The problem: Lines in the records below that contain the word "letter" must each be copied.

Source information:
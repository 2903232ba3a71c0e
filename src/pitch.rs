//! Pitch classes and absolute pitches.

use serde::{Deserialize, Serialize};
use std::fmt::Display;

/// Number of pitch classes in an octave.
pub const SEMITONES: usize = 12;

/// Number of absolute pitches (MIDI numbering).
pub const PITCHES: usize = 128;

const ASCII_NAMES: [&str; SEMITONES] = [
    "C", "C#", "D", "Eb", "E", "F", "F#", "G", "Ab", "A", "Bb", "B",
];

const PRESENTATIONAL_NAMES: [&str; SEMITONES] = [
    "C", "C♯", "D", "E♭", "E", "F", "F♯", "G", "A♭", "A", "B♭", "B",
];

/// Twelve chromatic pitch classes, ordered by their raw index.
#[derive(Debug, Copy, Clone, PartialEq, Eq, PartialOrd, Ord, Hash, Serialize, Deserialize)]
#[repr(u8)]
pub enum Chroma {
    /// C
    C,
    /// C sharp / D flat
    Cs,
    /// D
    D,
    /// D sharp / E flat
    Ds,
    /// E
    E,
    /// F
    F,
    /// F sharp / G flat
    Fs,
    /// G
    G,
    /// G sharp / A flat
    Gs,
    /// A
    A,
    /// A sharp / B flat
    As,
    /// B
    B,
}

impl Chroma {
    /// All pitch classes in index order.
    pub const ALL: [Chroma; SEMITONES] = [
        Chroma::C,
        Chroma::Cs,
        Chroma::D,
        Chroma::Ds,
        Chroma::E,
        Chroma::F,
        Chroma::Fs,
        Chroma::G,
        Chroma::Gs,
        Chroma::A,
        Chroma::As,
        Chroma::B,
    ];

    /// Pitch class for an index, wrapping modulo 12.
    pub const fn from_index(idx: usize) -> Chroma {
        Chroma::ALL[idx % SEMITONES]
    }

    /// Raw index in `0..12`.
    pub const fn index(self) -> usize {
        self as usize
    }

    /// Transpose upwards by `semitones`, wrapping at the octave.
    pub const fn transpose(self, semitones: usize) -> Chroma {
        Chroma::from_index(self.index() + semitones)
    }

    /// ASCII-safe name, e.g. `C#` or `Eb`.
    pub const fn name(self) -> &'static str {
        ASCII_NAMES[self.index()]
    }

    /// Name using sharp and flat signs, e.g. `C♯` or `E♭`.
    pub const fn presentational_name(self) -> &'static str {
        PRESENTATIONAL_NAMES[self.index()]
    }

    /// Parse a leading note name from `s`: a letter `A`–`G` followed by any
    /// number of accidentals (`#`, `b`, `♯`, `♭`).
    ///
    /// Returns the pitch class and the unparsed remainder of `s`.
    pub fn parse_prefix(s: &str) -> Option<(Chroma, &str)> {
        let mut chars = s.char_indices();
        let (_, letter) = chars.next()?;
        let natural: i32 = match letter {
            'C' => 0,
            'D' => 2,
            'E' => 4,
            'F' => 5,
            'G' => 7,
            'A' => 9,
            'B' => 11,
            _ => return None,
        };

        let mut offset = 0i32;
        let mut rest = &s[letter.len_utf8()..];
        for (pos, c) in chars {
            match c {
                '#' | '♯' => offset += 1,
                'b' | '♭' => offset -= 1,
                _ => {
                    rest = &s[pos..];
                    return Some((Chroma::from_index(wrap(natural + offset)), rest));
                }
            }
            rest = &s[pos + c.len_utf8()..];
        }
        Some((Chroma::from_index(wrap(natural + offset)), rest))
    }
}

fn wrap(semitone: i32) -> usize {
    semitone.rem_euclid(SEMITONES as i32) as usize
}

impl Display for Chroma {
    fn fmt(&self, f: &mut std::fmt::Formatter<'_>) -> std::fmt::Result {
        f.write_str(self.presentational_name())
    }
}

impl From<Pitch> for Chroma {
    fn from(pitch: Pitch) -> Self {
        pitch.chroma()
    }
}

/// An absolute note in `0..128`, MIDI numbering (60 = middle C).
#[derive(Debug, Copy, Clone, PartialEq, Eq, PartialOrd, Ord, Hash, Serialize, Deserialize)]
pub struct Pitch(u8);

impl Pitch {
    /// Highest representable pitch.
    pub const MAX: Pitch = Pitch(127);

    /// Returns `None` when `value` is outside `0..128`.
    pub const fn new(value: u8) -> Option<Pitch> {
        if (value as usize) < PITCHES {
            Some(Pitch(value))
        } else {
            None
        }
    }

    /// Raw pitch number.
    pub const fn value(self) -> u8 {
        self.0
    }

    /// Raw pitch number as an index.
    pub const fn index(self) -> usize {
        self.0 as usize
    }

    /// Pitch class (`pitch mod 12`).
    pub const fn chroma(self) -> Chroma {
        Chroma::from_index(self.0 as usize)
    }

    /// Octave number, with middle C in octave 4.
    pub const fn octave(self) -> i32 {
        self.0 as i32 / SEMITONES as i32 - 1
    }

    /// Equal-tempered frequency in Hz, A4 = 440 Hz.
    pub fn frequency(self) -> f64 {
        440.0 * 2f64.powf((self.0 as f64 - 69.0) / SEMITONES as f64)
    }
}

impl Display for Pitch {
    fn fmt(&self, f: &mut std::fmt::Formatter<'_>) -> std::fmt::Result {
        write!(f, "{}{}", self.chroma(), self.octave())
    }
}

#[cfg(test)]
mod tests {
    use super::*;
    use rstest::rstest;

    #[rstest]
    #[case("C", Chroma::C, "")]
    #[case("C#m7", Chroma::Cs, "m7")]
    #[case("Dbmaj", Chroma::Cs, "maj")]
    #[case("B♭7", Chroma::As, "7")]
    #[case("Cb", Chroma::B, "")]
    #[case("E##", Chroma::Fs, "")]
    fn parses_note_prefix(#[case] input: &str, #[case] root: Chroma, #[case] rest: &str) {
        assert_eq!(Chroma::parse_prefix(input), Some((root, rest)));
    }

    #[test]
    fn rejects_non_note_prefix() {
        assert_eq!(Chroma::parse_prefix("H7"), None);
        assert_eq!(Chroma::parse_prefix(""), None);
        assert_eq!(Chroma::parse_prefix("m7"), None);
    }

    #[test]
    fn pitch_maps_to_chroma_and_octave() {
        let middle_c = Pitch::new(60).unwrap();
        assert_eq!(middle_c.chroma(), Chroma::C);
        assert_eq!(middle_c.octave(), 4);
        assert_eq!(Pitch::new(69).unwrap().chroma(), Chroma::A);
        assert!((Pitch::new(69).unwrap().frequency() - 440.0).abs() < 1e-9);
        assert_eq!(Pitch::new(128), None);
        assert_eq!(Pitch::MAX.chroma(), Chroma::G);
    }

    #[test]
    fn chroma_ordering_follows_index() {
        assert!(Chroma::C < Chroma::Cs);
        assert_eq!(Chroma::B.transpose(1), Chroma::C);
        assert_eq!(Chroma::from_index(23), Chroma::B);
        assert_eq!(Chroma::Ds.name(), "Eb");
        assert_eq!(Chroma::Ds.to_string(), "E♭");
    }
}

Solution to this task:
    /// Parse a leading note name from `s`: a letter `A`–`G` followed by any
        let (_, letter) = chars.next()?;
        let natural: i32 = match letter {
        let mut rest = &s[letter.len_utf8()..];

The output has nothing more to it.